- TRY IT -
What you return must be the lines of the data that hold the word "JobSubmitter".

[Extracted records]
········
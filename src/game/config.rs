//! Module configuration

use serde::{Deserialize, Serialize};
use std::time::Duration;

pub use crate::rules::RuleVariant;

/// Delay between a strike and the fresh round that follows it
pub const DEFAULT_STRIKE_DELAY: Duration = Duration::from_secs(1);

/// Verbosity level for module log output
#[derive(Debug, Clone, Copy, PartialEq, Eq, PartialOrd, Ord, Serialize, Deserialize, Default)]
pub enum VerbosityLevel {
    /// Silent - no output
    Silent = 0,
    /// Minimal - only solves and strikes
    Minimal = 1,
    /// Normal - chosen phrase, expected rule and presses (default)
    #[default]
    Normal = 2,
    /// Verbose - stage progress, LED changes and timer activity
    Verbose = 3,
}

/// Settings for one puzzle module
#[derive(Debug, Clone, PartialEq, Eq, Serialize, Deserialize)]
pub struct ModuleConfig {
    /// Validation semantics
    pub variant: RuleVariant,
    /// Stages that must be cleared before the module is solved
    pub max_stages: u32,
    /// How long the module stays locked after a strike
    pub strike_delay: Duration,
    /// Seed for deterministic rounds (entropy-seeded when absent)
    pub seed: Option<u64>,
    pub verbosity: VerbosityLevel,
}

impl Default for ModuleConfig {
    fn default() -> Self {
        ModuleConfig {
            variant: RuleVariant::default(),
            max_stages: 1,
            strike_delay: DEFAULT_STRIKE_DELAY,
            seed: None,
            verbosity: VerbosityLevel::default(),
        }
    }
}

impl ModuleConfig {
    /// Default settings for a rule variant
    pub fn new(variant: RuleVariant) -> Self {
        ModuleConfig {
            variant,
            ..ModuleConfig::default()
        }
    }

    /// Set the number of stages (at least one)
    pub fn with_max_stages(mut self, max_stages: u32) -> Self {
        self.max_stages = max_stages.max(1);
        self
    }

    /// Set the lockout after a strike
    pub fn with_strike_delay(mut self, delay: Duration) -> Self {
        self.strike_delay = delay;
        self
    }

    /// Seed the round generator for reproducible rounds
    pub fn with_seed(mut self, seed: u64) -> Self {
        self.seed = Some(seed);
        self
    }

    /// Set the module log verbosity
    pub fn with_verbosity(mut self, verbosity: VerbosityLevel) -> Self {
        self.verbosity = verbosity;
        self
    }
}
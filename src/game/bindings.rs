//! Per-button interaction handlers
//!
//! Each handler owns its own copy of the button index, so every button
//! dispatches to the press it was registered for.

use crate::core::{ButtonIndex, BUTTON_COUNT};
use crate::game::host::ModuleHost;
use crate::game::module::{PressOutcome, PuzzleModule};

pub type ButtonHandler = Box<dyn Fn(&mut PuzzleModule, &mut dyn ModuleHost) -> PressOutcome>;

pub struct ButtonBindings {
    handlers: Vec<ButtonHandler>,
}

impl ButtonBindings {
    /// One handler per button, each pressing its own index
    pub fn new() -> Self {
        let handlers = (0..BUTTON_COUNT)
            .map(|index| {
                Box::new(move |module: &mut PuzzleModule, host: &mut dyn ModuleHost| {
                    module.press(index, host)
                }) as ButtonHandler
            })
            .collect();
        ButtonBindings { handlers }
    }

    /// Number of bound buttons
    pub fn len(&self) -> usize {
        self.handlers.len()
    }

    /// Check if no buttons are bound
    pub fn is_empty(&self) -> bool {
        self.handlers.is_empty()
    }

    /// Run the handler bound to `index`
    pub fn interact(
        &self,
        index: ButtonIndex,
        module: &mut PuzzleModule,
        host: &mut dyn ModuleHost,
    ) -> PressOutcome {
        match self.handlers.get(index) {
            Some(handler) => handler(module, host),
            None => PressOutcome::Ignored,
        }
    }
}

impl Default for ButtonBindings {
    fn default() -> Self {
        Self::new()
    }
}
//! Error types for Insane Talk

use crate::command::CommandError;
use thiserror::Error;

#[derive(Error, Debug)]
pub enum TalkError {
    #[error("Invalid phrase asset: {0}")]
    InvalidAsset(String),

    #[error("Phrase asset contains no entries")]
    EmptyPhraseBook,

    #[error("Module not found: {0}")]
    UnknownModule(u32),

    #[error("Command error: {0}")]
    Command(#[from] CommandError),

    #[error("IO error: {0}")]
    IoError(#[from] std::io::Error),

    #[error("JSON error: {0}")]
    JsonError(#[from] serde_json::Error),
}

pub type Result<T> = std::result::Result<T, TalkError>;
········
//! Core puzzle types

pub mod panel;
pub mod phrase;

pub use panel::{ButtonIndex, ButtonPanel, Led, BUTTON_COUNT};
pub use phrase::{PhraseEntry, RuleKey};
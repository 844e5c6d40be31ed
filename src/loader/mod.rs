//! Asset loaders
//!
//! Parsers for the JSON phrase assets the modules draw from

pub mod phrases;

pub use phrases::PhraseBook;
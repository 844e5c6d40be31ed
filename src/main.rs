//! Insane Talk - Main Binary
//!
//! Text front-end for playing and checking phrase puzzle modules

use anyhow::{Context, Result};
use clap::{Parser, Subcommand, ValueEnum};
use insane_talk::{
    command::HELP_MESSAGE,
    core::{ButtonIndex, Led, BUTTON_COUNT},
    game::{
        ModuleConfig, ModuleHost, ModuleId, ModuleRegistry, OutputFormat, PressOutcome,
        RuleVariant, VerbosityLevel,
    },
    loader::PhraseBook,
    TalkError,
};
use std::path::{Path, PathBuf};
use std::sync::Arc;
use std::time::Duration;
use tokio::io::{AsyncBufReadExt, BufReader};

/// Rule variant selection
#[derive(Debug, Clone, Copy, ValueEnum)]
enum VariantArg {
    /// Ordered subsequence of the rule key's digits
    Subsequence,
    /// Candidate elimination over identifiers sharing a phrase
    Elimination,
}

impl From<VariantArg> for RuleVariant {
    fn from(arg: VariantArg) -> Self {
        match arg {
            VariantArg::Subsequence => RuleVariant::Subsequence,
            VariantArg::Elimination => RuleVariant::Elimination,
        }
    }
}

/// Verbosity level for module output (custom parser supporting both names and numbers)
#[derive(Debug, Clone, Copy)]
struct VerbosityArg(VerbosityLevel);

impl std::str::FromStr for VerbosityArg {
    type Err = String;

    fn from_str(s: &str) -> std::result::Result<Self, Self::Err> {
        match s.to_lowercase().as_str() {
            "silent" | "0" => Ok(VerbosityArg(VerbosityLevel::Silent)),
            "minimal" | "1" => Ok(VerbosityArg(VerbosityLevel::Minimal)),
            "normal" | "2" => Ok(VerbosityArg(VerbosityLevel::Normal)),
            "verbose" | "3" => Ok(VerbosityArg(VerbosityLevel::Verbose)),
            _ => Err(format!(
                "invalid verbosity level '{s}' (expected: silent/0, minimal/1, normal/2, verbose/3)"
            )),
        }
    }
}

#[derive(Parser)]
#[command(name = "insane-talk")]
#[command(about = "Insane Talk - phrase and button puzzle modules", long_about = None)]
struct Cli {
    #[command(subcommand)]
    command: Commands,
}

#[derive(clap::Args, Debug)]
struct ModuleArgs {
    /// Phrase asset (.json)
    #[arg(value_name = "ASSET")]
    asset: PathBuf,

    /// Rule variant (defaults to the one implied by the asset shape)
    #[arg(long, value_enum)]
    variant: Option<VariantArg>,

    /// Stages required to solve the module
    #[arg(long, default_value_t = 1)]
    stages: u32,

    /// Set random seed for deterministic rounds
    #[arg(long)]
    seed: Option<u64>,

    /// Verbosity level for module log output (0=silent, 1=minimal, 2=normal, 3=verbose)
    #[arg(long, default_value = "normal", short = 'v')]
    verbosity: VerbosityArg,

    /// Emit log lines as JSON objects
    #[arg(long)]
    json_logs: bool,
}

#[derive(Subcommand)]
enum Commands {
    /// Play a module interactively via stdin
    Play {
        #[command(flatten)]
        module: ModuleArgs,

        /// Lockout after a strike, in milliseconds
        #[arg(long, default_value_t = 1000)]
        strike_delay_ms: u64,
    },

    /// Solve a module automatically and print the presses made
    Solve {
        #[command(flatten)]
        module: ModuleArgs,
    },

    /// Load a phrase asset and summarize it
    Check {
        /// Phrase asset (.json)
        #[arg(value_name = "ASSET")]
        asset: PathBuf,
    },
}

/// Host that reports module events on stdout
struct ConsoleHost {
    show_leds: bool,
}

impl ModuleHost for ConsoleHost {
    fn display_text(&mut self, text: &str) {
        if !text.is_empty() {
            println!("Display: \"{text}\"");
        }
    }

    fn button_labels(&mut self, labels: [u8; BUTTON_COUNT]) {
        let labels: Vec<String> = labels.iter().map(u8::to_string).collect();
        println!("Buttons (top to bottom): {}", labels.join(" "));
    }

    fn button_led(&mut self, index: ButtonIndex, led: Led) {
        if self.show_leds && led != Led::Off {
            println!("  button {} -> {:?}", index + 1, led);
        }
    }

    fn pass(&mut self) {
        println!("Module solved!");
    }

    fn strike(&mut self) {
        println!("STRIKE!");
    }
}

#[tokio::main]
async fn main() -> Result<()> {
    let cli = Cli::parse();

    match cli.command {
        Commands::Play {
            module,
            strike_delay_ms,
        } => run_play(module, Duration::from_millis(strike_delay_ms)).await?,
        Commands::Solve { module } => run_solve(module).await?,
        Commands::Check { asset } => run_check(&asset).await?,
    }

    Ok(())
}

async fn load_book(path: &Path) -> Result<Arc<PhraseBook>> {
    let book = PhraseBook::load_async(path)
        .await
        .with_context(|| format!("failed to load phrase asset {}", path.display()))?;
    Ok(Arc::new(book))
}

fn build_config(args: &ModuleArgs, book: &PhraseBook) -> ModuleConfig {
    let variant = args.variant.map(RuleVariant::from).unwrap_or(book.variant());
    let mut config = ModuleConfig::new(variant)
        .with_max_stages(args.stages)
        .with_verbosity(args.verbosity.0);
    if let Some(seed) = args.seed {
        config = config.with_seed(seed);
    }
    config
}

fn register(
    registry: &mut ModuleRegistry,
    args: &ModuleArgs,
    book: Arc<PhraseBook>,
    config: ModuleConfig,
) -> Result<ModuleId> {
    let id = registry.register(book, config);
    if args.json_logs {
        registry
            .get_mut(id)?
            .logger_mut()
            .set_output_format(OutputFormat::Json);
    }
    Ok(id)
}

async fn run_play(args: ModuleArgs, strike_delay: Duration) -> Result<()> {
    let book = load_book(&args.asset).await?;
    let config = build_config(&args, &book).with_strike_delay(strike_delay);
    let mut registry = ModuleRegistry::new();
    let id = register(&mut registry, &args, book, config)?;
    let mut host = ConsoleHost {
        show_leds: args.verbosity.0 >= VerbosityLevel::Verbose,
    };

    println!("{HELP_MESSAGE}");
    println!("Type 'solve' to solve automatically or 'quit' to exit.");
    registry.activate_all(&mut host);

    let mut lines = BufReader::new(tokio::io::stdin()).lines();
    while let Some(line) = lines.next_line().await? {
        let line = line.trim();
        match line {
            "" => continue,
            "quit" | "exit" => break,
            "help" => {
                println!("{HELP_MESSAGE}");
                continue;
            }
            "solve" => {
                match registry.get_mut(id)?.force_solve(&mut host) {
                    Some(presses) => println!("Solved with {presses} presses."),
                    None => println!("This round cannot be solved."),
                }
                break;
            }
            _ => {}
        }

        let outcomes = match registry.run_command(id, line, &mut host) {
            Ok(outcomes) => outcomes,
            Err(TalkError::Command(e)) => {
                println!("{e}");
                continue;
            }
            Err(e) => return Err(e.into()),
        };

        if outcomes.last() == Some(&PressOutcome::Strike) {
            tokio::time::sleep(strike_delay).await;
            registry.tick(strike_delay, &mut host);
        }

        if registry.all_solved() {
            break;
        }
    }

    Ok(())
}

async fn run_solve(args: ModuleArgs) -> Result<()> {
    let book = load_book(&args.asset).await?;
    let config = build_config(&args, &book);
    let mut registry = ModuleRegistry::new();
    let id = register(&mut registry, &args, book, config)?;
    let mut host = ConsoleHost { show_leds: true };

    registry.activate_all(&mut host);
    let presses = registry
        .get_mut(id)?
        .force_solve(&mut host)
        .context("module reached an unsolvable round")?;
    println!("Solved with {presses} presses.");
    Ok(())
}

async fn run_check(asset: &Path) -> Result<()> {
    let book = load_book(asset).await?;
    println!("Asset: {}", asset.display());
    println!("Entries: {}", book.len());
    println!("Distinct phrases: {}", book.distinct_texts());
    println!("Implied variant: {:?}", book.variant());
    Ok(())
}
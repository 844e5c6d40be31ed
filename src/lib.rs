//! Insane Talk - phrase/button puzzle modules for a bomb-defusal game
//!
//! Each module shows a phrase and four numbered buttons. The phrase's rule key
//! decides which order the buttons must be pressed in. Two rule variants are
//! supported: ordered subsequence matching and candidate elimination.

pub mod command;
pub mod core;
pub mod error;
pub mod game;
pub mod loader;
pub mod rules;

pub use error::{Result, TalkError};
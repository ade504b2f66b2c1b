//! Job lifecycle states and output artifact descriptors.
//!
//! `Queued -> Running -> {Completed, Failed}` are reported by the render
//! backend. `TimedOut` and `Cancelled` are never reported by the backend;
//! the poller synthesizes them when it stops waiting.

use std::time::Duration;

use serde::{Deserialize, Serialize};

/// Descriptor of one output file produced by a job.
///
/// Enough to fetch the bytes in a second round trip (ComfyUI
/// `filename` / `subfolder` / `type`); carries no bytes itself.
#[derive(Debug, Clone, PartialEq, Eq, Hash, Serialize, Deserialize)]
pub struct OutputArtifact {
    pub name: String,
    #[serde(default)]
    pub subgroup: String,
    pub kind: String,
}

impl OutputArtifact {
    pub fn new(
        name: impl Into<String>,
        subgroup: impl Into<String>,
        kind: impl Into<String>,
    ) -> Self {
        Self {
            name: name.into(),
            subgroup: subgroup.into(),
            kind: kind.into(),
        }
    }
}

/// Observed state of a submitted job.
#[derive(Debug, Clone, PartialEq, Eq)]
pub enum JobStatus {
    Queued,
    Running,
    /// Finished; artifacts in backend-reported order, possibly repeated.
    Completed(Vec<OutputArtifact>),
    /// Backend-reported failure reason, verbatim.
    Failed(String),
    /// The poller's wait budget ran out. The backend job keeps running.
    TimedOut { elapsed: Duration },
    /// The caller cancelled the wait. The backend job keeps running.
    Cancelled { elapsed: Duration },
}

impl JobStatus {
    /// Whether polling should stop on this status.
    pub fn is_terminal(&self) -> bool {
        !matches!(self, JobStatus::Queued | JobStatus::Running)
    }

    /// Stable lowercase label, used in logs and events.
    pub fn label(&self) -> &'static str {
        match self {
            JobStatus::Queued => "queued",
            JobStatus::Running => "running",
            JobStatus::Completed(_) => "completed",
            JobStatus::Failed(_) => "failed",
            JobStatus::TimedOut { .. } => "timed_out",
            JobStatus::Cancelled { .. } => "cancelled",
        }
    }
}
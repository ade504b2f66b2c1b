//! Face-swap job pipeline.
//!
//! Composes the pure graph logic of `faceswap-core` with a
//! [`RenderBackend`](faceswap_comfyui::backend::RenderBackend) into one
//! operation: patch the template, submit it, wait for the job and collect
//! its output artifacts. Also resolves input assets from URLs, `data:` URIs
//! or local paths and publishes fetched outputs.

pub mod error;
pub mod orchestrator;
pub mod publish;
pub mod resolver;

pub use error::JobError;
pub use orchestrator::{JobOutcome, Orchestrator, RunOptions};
········
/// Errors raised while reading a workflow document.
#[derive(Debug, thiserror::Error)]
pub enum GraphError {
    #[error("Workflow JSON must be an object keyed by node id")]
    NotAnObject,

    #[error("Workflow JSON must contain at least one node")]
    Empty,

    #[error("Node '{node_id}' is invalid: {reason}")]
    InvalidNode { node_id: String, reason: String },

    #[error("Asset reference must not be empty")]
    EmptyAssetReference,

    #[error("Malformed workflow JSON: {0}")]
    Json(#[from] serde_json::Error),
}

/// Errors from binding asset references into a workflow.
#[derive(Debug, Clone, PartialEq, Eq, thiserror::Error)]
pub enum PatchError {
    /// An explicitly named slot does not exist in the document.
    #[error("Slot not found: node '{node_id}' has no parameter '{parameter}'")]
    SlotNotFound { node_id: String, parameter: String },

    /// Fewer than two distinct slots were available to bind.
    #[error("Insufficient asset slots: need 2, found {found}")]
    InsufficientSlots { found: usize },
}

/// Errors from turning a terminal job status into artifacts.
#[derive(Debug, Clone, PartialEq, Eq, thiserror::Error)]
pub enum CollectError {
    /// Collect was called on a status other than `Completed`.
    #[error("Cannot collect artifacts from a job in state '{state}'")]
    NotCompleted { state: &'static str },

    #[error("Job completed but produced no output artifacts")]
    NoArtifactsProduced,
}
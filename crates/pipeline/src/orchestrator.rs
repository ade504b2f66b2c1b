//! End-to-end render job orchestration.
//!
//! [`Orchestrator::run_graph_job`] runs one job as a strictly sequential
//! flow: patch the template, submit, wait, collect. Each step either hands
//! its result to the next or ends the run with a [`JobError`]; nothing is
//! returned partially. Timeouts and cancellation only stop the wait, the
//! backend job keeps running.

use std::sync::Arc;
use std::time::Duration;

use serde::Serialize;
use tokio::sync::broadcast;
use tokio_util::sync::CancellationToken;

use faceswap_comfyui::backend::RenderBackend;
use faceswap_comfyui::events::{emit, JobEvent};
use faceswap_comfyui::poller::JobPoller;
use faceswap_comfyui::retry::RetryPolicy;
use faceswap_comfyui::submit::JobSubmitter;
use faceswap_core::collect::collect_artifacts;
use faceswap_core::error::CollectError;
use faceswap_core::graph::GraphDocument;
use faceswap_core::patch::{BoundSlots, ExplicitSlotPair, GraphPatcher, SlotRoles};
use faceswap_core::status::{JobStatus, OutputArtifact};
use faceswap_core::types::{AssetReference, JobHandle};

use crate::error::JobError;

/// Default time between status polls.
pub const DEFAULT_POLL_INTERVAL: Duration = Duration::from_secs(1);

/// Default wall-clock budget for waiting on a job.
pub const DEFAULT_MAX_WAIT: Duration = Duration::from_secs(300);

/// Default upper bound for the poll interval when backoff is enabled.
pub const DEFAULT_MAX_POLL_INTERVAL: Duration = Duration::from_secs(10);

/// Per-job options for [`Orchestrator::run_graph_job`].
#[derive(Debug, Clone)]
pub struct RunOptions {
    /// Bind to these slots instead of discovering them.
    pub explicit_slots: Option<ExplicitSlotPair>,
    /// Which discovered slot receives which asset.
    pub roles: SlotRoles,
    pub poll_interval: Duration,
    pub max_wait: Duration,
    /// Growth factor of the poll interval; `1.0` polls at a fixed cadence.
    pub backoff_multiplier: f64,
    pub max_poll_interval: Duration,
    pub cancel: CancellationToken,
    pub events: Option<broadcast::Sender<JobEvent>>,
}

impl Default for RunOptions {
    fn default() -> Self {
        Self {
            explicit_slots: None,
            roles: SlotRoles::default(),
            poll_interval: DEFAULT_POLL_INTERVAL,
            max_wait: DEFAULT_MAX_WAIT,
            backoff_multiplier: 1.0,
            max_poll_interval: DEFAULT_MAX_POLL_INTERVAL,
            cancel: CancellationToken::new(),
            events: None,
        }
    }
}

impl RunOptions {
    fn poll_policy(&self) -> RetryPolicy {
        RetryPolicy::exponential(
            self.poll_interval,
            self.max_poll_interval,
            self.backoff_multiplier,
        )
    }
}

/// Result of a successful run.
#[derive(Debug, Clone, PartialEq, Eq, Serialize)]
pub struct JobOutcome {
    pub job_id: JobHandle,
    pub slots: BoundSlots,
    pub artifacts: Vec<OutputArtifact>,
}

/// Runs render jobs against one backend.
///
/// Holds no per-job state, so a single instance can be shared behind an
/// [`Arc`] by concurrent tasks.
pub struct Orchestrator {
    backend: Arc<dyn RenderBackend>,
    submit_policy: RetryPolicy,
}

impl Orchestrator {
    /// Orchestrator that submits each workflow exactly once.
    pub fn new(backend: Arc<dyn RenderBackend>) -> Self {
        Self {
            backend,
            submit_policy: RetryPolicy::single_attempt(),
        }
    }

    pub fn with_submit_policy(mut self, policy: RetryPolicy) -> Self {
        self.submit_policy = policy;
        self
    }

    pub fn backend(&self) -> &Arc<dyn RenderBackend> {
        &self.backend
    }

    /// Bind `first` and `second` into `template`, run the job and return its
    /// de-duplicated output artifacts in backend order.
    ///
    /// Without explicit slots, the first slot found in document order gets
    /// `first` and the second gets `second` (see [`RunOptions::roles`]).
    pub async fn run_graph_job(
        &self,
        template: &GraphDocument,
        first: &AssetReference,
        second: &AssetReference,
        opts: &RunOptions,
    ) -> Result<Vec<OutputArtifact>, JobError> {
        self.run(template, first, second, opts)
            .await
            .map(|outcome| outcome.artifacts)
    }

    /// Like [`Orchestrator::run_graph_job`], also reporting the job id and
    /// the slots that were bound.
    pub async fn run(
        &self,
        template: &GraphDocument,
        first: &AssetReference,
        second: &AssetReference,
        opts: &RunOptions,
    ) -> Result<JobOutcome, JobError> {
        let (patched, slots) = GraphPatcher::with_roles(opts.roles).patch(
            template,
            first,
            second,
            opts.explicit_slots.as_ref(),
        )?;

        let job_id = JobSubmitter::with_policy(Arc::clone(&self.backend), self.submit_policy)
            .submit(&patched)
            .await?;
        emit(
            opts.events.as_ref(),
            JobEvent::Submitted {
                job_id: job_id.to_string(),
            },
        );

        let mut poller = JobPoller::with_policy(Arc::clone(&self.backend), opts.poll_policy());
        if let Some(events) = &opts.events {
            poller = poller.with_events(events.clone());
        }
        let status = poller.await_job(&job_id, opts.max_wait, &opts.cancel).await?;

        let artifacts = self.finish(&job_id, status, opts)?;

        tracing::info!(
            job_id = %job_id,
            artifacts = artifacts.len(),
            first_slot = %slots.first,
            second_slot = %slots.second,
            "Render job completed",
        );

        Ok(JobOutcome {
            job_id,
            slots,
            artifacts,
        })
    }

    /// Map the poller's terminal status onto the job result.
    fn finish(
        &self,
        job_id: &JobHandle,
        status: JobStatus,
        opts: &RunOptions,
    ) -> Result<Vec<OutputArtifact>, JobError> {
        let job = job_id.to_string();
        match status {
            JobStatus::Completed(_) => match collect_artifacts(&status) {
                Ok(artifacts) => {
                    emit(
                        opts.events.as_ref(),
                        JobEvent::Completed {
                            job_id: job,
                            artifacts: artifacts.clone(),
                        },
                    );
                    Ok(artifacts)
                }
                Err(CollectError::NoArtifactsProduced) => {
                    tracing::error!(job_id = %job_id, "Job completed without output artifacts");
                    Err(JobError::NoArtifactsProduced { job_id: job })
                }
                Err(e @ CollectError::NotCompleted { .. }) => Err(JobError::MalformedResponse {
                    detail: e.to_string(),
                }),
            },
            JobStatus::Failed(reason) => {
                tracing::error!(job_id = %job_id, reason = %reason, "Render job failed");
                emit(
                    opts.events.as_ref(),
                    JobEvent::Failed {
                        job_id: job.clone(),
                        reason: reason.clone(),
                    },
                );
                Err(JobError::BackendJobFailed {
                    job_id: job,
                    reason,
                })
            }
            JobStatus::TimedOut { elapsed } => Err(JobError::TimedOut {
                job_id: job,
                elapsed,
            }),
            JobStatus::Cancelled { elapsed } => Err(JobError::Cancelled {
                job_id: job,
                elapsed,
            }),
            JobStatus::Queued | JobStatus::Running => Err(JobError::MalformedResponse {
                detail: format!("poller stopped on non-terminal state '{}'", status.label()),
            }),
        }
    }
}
········
- RESPONSE FOR THIS EXERCISE -
use faceswap_comfyui::submit::JobSubmitter;
        let job_id = JobSubmitter::with_policy(Arc::clone(&self.backend), self.submit_policy)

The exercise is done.